### Records supplied
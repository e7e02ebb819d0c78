//! Persistence layer for run history

#[cfg(feature = "sqlite")]
pub mod store;

#[cfg(feature = "sqlite")]
pub use store::SqliteRunStore;

pub use crate::core::ExecutionStatus;
use crate::core::{Cell, CellStep, EventKind, Run, StepState};
use anyhow::Result;
use chrono::{DateTime, Utc};
use serde::{Deserialize, Serialize};
use std::collections::HashMap;
use tokio::sync::RwLock;
use uuid::Uuid;

/// Lines of step output kept in history
const OUTPUT_TAIL_LINES: usize = 40;

/// Outcome of a step as recorded in history
#[derive(Debug, Clone, Copy, PartialEq, Eq, Serialize, Deserialize)]
#[serde(rename_all = "snake_case")]
pub enum StepOutcome {
    Pending,
    Running,
    Success,
    Failure,
    Skipped,
}

impl From<&StepState> for StepOutcome {
    fn from(state: &StepState) -> Self {
        match state {
            StepState::Pending => StepOutcome::Pending,
            StepState::Running { .. } => StepOutcome::Running,
            StepState::Completed { .. } => StepOutcome::Success,
            StepState::Failed { .. } => StepOutcome::Failure,
            StepState::Skipped { .. } => StepOutcome::Skipped,
        }
    }
}

/// Summary of one step of one cell
#[derive(Debug, Clone, PartialEq, Serialize, Deserialize)]
pub struct StepSummary {
    pub name: String,
    pub command: Option<String>,
    pub outcome: StepOutcome,
    pub exit_code: Option<i32>,
    pub duration_ms: Option<u64>,

    /// Failure message or skip reason
    pub error: Option<String>,

    /// Tail of the captured output
    pub output: Option<String>,
}

/// Summary of one matrix cell
#[derive(Debug, Clone, PartialEq, Serialize, Deserialize)]
pub struct CellSummary {
    pub os: String,
    pub status: ExecutionStatus,
    pub steps: Vec<StepSummary>,
}

/// Summary of a run
#[derive(Debug, Clone, PartialEq, Serialize, Deserialize)]
pub struct RunSummary {
    /// Unique run ID
    pub run_id: Uuid,

    /// Workflow name
    pub workflow_name: String,

    /// Event that triggered the run
    pub event: EventKind,
    pub branch: String,

    /// Run status
    pub status: ExecutionStatus,

    /// When execution started
    pub started_at: DateTime<Utc>,

    /// When the last cell finished
    pub completed_at: Option<DateTime<Utc>>,

    pub total_cells: usize,
    pub completed_cells: usize,
    pub failed_cells: usize,

    /// Per-cell, per-step detail
    pub cells: Vec<CellSummary>,
}

impl RunSummary {
    pub fn cell(&self, os: &str) -> Option<&CellSummary> {
        self.cells.iter().find(|c| c.os == os)
    }

    /// Progress (0.0 to 1.0)
    pub fn progress(&self) -> f64 {
        if self.total_cells == 0 {
            return 0.0;
        }
        (self.completed_cells + self.failed_cells) as f64 / self.total_cells as f64
    }
}

/// Trait for persistence backends
#[async_trait::async_trait]
pub trait PersistenceBackend: Send + Sync {
    /// Save a run, replacing any earlier record with the same ID
    async fn save_run(&self, run: &RunSummary) -> Result<()>;

    /// Load a run by ID
    async fn load_run(&self, run_id: Uuid) -> Result<Option<RunSummary>>;

    /// Most recent runs first, optionally for one workflow only
    async fn list_runs(&self, workflow_name: Option<&str>, limit: usize) -> Result<Vec<RunSummary>>;

    /// Most recent run of a workflow
    async fn latest_run(&self, workflow_name: &str) -> Result<Option<RunSummary>>;

    /// All workflow names with at least one run, sorted
    async fn list_workflows(&self) -> Result<Vec<String>>;

    /// Delete a run; returns whether it existed
    async fn delete_run(&self, run_id: Uuid) -> Result<bool>;
}

/// In-memory persistence (for testing or ephemeral use)
#[derive(Default)]
pub struct InMemoryPersistence {
    runs: RwLock<HashMap<Uuid, RunSummary>>,
}

impl InMemoryPersistence {
    pub fn new() -> Self {
        Self::default()
    }
}

#[async_trait::async_trait]
impl PersistenceBackend for InMemoryPersistence {
    async fn save_run(&self, run: &RunSummary) -> Result<()> {
        self.runs.write().await.insert(run.run_id, run.clone());
        Ok(())
    }

    async fn load_run(&self, run_id: Uuid) -> Result<Option<RunSummary>> {
        Ok(self.runs.read().await.get(&run_id).cloned())
    }

    async fn list_runs(&self, workflow_name: Option<&str>, limit: usize) -> Result<Vec<RunSummary>> {
        let runs = self.runs.read().await;
        let mut result: Vec<RunSummary> = runs
            .values()
            .filter(|r| workflow_name.map_or(true, |name| r.workflow_name == name))
            .cloned()
            .collect();
        result.sort_by(|a, b| b.started_at.cmp(&a.started_at));
        result.truncate(limit);
        Ok(result)
    }

    async fn latest_run(&self, workflow_name: &str) -> Result<Option<RunSummary>> {
        Ok(self.list_runs(Some(workflow_name), 1).await?.into_iter().next())
    }

    async fn list_workflows(&self) -> Result<Vec<String>> {
        let runs = self.runs.read().await;
        let mut names: Vec<String> = runs.values().map(|r| r.workflow_name.clone()).collect();
        names.sort();
        names.dedup();
        Ok(names)
    }

    async fn delete_run(&self, run_id: Uuid) -> Result<bool> {
        Ok(self.runs.write().await.remove(&run_id).is_some())
    }
}

/// Create a summary from a finished (or aborted) run
pub fn create_summary(run: &Run) -> RunSummary {
    RunSummary {
        run_id: run.id,
        workflow_name: run.workflow_name.clone(),
        event: run.event.kind,
        branch: run.event.branch.clone(),
        status: run.state.status,
        started_at: run.state.started_at.unwrap_or_else(Utc::now),
        completed_at: run.state.completed_at,
        total_cells: run.state.total_cells,
        completed_cells: run.state.completed_cells,
        failed_cells: run.state.failed_cells,
        cells: run.cells.iter().map(summarize_cell).collect(),
    }
}

fn summarize_cell(cell: &Cell) -> CellSummary {
    CellSummary {
        os: cell.os.clone(),
        status: cell.status,
        steps: cell.steps.iter().map(summarize_step).collect(),
    }
}

fn summarize_step(step: &CellStep) -> StepSummary {
    let error = match &step.state {
        StepState::Failed { error, .. } => Some(error.clone()),
        StepState::Skipped { reason } => Some(reason.clone()),
        _ => None,
    };

    StepSummary {
        name: step.name().to_string(),
        command: step.command.clone(),
        outcome: StepOutcome::from(&step.state),
        exit_code: step.state.exit_code(),
        duration_ms: step.state.duration_ms(),
        error,
        output: step
            .state
            .output()
            .filter(|o| !o.is_empty())
            .map(|o| tail_lines(o, OUTPUT_TAIL_LINES)),
    }
}

/// Last `n` lines of `text`
pub fn tail_lines(text: &str, n: usize) -> String {
    let lines: Vec<&str> = text.lines().collect();
    let start = lines.len().saturating_sub(n);
    lines[start..].join("\n")
}
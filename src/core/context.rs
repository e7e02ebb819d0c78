//! Cell context - the values one matrix cell renders its commands with

use crate::core::trigger::TriggerEvent;
use serde::{Deserialize, Serialize};
use std::collections::HashMap;
use std::fmt;
use std::path::PathBuf;
use uuid::Uuid;

/// Platform family of a matrix OS identifier
#[derive(Debug, Clone, PartialEq, Eq, Hash, Serialize, Deserialize)]
pub enum RunnerOs {
    Linux,
    Windows,
    MacOs,
    Other(String),
}

impl RunnerOs {
    /// `ubuntu-latest` -> Linux, `windows-2022` -> Windows, `macos-14` -> macOS
    pub fn from_identifier(os: &str) -> Self {
        let lower = os.to_ascii_lowercase();
        if lower.starts_with("ubuntu") || lower.starts_with("linux") || lower.starts_with("debian") {
            RunnerOs::Linux
        } else if lower.starts_with("windows") {
            RunnerOs::Windows
        } else if lower.starts_with("macos") || lower.starts_with("osx") {
            RunnerOs::MacOs
        } else {
            RunnerOs::Other(os.to_string())
        }
    }

    /// The family the current process runs on
    pub fn host() -> Self {
        Self::from_identifier(std::env::consts::OS)
    }
}

impl fmt::Display for RunnerOs {
    fn fmt(&self, f: &mut fmt::Formatter<'_>) -> fmt::Result {
        match self {
            RunnerOs::Linux => f.write_str("Linux"),
            RunnerOs::Windows => f.write_str("Windows"),
            RunnerOs::MacOs => f.write_str("macOS"),
            RunnerOs::Other(name) => f.write_str(name),
        }
    }
}

/// Execution context for one cell of a run
///
/// Built once per cell before any step starts and never shared with other cells.
#[derive(Debug, Clone)]
pub struct CellContext {
    pub run_id: Uuid,
    pub workflow_name: String,
    pub event: TriggerEvent,

    /// Matrix OS identifier (`ubuntu-latest`)
    pub os: String,
    pub runner_os: RunnerOs,

    /// Scratch directory owned by this cell alone
    pub cell_dir: PathBuf,

    /// Workflow variables plus CLI overrides
    pub variables: HashMap<String, String>,
}

impl CellContext {
    /// Get a variable
    pub fn get_variable(&self, key: &str) -> Option<&String> {
        self.variables.get(key)
    }

    /// Get all variables available for command rendering
    pub fn get_rendering_variables(&self) -> HashMap<String, String> {
        let mut vars = self.variables.clone();

        vars.insert("matrix.os".to_string(), self.os.clone());
        vars.insert("runner.os".to_string(), self.runner_os.to_string());
        vars.insert("workflow".to_string(), self.workflow_name.clone());
        vars.insert("run_id".to_string(), self.run_id.to_string());
        vars.insert("event".to_string(), self.event.kind.to_string());
        vars.insert("branch".to_string(), self.event.branch.clone());
        vars.insert("cell_dir".to_string(), self.cell_dir.display().to_string());

        vars
    }
}
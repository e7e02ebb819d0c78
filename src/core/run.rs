//! Runs and matrix cells

use crate::core::{
    state::{ExecutionStatus, RunState, StepState},
    step::StepDefinition,
    trigger::TriggerEvent,
};
use chrono::{DateTime, Utc};
use std::collections::{BTreeMap, HashMap};
use uuid::Uuid;

/// A step as tracked inside one cell
#[derive(Debug, Clone)]
pub struct CellStep {
    pub definition: StepDefinition,

    /// Command actually executed, once resolved for this cell
    pub command: Option<String>,

    pub state: StepState,
}

impl CellStep {
    pub fn new(definition: StepDefinition) -> Self {
        Self {
            definition,
            command: None,
            state: StepState::Pending,
        }
    }

    pub fn name(&self) -> &str {
        &self.definition.name
    }
}

/// One matrix cell: an OS identifier and its ordered steps
#[derive(Debug, Clone)]
pub struct Cell {
    /// Position in the matrix
    pub index: usize,

    /// Matrix OS identifier
    pub os: String,

    pub steps: Vec<CellStep>,

    pub status: ExecutionStatus,
    pub started_at: Option<DateTime<Utc>>,
    pub completed_at: Option<DateTime<Utc>>,
}

impl Cell {
    pub fn new(index: usize, os: impl Into<String>, steps: &[StepDefinition]) -> Self {
        Self {
            index,
            os: os.into(),
            steps: steps.iter().cloned().map(CellStep::new).collect(),
            status: ExecutionStatus::Pending,
            started_at: None,
            completed_at: None,
        }
    }

    /// Get a step by name
    pub fn step(&self, name: &str) -> Option<&CellStep> {
        self.steps.iter().find(|s| s.name() == name)
    }

    /// Get a mutable step by name
    pub fn step_mut(&mut self, name: &str) -> Option<&mut CellStep> {
        self.steps.iter_mut().find(|s| s.name() == name)
    }

    /// The step that failed this cell, if any
    pub fn failed_step(&self) -> Option<&CellStep> {
        self.steps.iter().find(|s| s.state.is_failed())
    }

    /// A cell succeeds only when every step completed
    pub fn all_steps_completed(&self) -> bool {
        self.steps.iter().all(|s| s.state.is_completed())
    }

    /// Derive the final status from the step states
    pub fn finalize(&mut self) {
        self.status = if self.all_steps_completed() {
            ExecutionStatus::Completed
        } else {
            ExecutionStatus::Failed
        };
        self.completed_at = Some(Utc::now());
    }

    /// Fail the cell without running anything further
    ///
    /// Running or pending steps become failed or skipped so the cell is left
    /// fully terminal.
    pub fn abort(&mut self, error: &str) {
        let now = Utc::now();
        for step in &mut self.steps {
            step.state = match &step.state {
                StepState::Running { started_at } => StepState::Failed {
                    output: String::new(),
                    error: error.to_string(),
                    exit_code: None,
                    started_at: *started_at,
                    failed_at: now,
                },
                StepState::Pending => StepState::Skipped {
                    reason: error.to_string(),
                },
                other => other.clone(),
            };
        }
        self.status = ExecutionStatus::Failed;
        self.completed_at = Some(now);
    }
}

/// One invocation of a workflow for one trigger event
#[derive(Debug, Clone)]
pub struct Run {
    pub id: Uuid,
    pub workflow_name: String,
    pub event: TriggerEvent,

    /// Workflow env, shared read-only by every cell
    pub env: BTreeMap<String, String>,

    /// Workflow variables merged with overrides
    pub variables: HashMap<String, String>,

    /// Cap on concurrently running cells from the workflow
    pub max_parallel: Option<usize>,

    pub cells: Vec<Cell>,
    pub state: RunState,
}

impl Run {
    /// Get a cell by OS identifier
    pub fn cell(&self, os: &str) -> Option<&Cell> {
        self.cells.iter().find(|c| c.os == os)
    }

    pub fn cell_mut(&mut self, os: &str) -> Option<&mut Cell> {
        self.cells.iter_mut().find(|c| c.os == os)
    }

    pub fn status(&self) -> ExecutionStatus {
        self.state.status
    }

    pub fn is_success(&self) -> bool {
        self.state.status == ExecutionStatus::Completed
    }

    /// Total number of step slots across all cells
    pub fn total_steps(&self) -> usize {
        self.cells.iter().map(|c| c.steps.len()).sum()
    }

    /// Apply `key=value` overrides on top of the workflow variables
    pub fn override_variables<'a, I>(&mut self, overrides: I)
    where
        I: IntoIterator<Item = &'a (String, String)>,
    {
        for (key, value) in overrides {
            self.variables.insert(key.clone(), value.clone());
        }
    }

    /// Keep only the cells whose OS is listed; order follows the matrix
    pub fn retain_os(&mut self, os: &[String]) {
        self.cells.retain(|c| os.iter().any(|o| o == &c.os));
        for (index, cell) in self.cells.iter_mut().enumerate() {
            cell.index = index;
        }
    }
}
//! Core domain models
//!
//! Workflows, trigger events, runs, matrix cells and their steps.

pub mod config;
pub mod context;
pub mod run;
pub mod state;
pub mod step;
pub mod trigger;
pub mod workflow;

pub use context::*;
pub use run::*;
pub use state::*;
pub use step::*;
pub use trigger::{EventKind, TriggerEvent, TriggerFilter};
pub use workflow::*;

### Required work
The required output is the exact run of lines from the beginning of the listing above to the line that contains "use tokio::sync::RwLock;", inclusive of both.

### Solution below
repository e7e02ebb819d0c78
//! Persistence layer for run history

#[cfg(feature = "sqlite")]
pub mod store;

#[cfg(feature = "sqlite")]
pub use store::SqliteRunStore;

pub use crate::core::ExecutionStatus;
use crate::core::{Cell, CellStep, EventKind, Run, StepState};
use anyhow::Result;
use chrono::{DateTime, Utc};
use serde::{Deserialize, Serialize};
use std::collections::HashMap;
use tokio::sync::RwLock;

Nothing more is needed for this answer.